Problem: Across the data below, how many lines have the word "Strict" in them? Give the number and nothing else.

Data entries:
*** Begin section ***
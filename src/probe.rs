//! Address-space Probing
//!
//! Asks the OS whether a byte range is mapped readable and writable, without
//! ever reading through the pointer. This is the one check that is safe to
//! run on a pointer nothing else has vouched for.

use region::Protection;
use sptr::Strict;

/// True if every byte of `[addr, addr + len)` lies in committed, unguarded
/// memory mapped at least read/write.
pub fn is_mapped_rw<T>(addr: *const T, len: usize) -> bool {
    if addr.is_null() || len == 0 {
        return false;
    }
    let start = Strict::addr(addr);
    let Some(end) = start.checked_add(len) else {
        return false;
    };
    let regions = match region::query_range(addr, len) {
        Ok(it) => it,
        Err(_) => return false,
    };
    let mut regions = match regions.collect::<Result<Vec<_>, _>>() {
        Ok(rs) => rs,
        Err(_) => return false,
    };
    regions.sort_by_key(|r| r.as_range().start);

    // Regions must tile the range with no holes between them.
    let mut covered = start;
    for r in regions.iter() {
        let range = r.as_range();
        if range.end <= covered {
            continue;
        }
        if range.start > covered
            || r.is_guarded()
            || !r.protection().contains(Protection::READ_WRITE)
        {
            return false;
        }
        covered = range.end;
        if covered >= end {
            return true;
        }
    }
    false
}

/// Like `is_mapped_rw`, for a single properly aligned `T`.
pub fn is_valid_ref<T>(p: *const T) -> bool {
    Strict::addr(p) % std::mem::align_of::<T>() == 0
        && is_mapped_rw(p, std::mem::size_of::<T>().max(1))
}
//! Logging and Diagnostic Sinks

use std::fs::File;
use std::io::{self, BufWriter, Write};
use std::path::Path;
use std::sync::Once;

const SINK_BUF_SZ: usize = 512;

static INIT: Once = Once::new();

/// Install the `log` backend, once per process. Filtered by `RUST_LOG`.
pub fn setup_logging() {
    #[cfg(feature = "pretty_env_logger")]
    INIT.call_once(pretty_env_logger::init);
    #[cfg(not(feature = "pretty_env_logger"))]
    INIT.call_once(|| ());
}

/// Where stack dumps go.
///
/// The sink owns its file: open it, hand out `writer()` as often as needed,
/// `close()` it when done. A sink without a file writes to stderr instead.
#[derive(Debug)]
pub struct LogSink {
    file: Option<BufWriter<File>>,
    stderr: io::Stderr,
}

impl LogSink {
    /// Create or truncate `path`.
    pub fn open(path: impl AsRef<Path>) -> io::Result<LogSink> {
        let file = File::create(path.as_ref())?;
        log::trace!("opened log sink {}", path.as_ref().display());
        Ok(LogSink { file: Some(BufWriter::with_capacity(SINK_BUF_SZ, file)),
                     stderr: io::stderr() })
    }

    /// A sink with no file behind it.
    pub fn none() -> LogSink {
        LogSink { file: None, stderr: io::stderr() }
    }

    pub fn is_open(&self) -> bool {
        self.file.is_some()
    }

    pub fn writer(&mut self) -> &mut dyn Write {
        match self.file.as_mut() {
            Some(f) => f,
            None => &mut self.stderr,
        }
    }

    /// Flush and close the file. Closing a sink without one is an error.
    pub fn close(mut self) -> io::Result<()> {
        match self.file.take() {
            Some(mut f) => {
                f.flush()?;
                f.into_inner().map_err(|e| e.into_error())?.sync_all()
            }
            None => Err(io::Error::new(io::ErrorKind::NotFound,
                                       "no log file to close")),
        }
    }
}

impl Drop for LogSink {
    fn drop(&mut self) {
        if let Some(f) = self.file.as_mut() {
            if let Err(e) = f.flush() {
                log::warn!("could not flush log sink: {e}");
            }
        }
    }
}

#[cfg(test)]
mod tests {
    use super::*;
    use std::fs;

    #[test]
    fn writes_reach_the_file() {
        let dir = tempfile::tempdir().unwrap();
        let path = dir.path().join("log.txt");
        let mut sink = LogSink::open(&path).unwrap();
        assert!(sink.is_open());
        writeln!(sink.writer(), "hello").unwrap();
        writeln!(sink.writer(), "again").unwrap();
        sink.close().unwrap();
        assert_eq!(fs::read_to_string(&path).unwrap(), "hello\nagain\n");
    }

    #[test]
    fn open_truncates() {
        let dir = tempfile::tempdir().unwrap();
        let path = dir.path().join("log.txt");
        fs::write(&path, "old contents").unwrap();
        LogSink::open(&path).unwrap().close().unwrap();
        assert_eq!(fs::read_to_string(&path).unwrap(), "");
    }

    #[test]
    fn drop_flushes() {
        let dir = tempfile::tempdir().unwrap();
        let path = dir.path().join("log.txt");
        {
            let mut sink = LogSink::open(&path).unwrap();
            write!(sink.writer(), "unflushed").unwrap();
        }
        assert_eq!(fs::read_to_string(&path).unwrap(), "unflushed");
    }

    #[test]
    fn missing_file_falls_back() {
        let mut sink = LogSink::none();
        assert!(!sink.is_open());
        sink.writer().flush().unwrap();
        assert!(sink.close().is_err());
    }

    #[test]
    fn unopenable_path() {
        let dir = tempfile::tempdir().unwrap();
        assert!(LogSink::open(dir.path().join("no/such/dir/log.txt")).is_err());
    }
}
*** End section ***
Answer for the task: 3